== DATA TO PROCESS ==
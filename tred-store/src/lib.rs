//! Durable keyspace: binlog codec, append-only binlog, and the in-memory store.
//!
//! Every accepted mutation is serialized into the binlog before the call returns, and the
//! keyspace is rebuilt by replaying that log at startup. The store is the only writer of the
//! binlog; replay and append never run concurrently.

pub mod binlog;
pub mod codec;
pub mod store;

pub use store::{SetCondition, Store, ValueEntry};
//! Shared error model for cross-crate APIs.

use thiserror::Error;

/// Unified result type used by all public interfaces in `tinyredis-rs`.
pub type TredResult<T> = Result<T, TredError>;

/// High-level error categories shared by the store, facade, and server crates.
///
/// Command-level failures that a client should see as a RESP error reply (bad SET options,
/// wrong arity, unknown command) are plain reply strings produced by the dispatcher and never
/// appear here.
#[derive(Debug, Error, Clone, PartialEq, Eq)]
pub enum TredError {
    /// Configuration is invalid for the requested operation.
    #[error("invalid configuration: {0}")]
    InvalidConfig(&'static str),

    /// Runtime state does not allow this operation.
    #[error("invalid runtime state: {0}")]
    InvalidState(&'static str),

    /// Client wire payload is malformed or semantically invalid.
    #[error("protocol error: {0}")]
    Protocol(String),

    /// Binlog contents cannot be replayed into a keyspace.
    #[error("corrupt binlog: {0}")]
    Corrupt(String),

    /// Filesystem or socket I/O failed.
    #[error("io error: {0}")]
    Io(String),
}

...

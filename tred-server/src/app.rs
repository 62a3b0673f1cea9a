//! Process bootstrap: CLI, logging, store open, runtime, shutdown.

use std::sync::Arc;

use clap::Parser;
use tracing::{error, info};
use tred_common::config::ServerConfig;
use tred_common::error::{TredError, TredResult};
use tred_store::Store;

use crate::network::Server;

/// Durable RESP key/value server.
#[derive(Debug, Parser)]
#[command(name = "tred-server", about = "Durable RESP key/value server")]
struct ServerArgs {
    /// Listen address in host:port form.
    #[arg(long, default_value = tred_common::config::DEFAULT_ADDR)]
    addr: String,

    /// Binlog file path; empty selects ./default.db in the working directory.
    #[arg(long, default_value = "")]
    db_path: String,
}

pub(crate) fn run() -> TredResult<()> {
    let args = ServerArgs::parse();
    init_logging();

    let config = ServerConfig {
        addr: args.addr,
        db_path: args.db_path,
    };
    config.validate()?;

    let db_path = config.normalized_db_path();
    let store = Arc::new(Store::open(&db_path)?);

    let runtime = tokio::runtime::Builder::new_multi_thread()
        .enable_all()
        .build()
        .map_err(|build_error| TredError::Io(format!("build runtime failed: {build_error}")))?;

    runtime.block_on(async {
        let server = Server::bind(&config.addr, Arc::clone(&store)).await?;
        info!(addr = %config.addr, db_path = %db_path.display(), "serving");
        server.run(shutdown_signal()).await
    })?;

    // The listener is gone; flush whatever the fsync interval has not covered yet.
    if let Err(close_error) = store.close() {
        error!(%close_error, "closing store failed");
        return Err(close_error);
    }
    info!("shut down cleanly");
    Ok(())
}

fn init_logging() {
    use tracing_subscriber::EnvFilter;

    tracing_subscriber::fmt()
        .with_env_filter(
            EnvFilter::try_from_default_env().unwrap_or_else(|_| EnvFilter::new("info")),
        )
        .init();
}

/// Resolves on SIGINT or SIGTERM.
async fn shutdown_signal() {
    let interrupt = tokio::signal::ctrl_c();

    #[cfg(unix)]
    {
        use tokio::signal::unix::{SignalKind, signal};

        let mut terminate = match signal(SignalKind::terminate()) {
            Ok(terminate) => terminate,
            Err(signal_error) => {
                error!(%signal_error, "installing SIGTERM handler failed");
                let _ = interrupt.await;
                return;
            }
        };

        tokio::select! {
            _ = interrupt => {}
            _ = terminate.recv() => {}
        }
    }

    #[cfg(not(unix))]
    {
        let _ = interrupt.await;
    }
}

* * *

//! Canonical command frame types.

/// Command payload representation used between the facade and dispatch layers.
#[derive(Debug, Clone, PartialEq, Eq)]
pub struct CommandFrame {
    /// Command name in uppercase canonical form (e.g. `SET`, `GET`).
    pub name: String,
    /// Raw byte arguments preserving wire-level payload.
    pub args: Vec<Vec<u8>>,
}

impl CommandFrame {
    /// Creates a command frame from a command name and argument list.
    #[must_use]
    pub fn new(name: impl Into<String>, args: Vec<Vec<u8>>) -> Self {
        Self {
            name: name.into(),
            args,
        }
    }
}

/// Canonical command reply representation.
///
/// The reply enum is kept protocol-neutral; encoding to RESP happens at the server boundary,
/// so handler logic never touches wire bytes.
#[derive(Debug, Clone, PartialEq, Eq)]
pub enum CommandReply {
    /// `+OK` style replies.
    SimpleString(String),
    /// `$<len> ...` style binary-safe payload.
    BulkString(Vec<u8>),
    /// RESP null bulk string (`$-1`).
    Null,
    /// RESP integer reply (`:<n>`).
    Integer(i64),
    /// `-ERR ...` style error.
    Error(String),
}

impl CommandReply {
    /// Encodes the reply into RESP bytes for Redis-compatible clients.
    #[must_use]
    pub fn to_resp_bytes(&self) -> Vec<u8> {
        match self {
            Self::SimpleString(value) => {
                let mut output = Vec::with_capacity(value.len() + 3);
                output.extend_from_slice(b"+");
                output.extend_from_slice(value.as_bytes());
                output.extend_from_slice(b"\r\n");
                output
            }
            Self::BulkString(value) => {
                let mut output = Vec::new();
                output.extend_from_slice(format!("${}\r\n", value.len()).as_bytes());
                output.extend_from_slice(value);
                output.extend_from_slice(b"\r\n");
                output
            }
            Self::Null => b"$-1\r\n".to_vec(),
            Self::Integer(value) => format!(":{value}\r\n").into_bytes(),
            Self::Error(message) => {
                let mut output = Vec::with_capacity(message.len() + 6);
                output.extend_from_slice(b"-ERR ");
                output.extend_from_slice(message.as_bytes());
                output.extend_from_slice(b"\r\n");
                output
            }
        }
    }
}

== WHAT YOU HAVE TO DO ==
Write out every line of the preceding listing that contains "format".

== ANSWER TO THE EXERCISE ==
        .map_err(|build_error| TredError::Io(format!("build runtime failed: {build_error}")))?;
                output.extend_from_slice(format!("${}\r\n", value.len()).as_bytes());
            Self::Integer(value) => format!(":{value}\r\n").into_bytes(),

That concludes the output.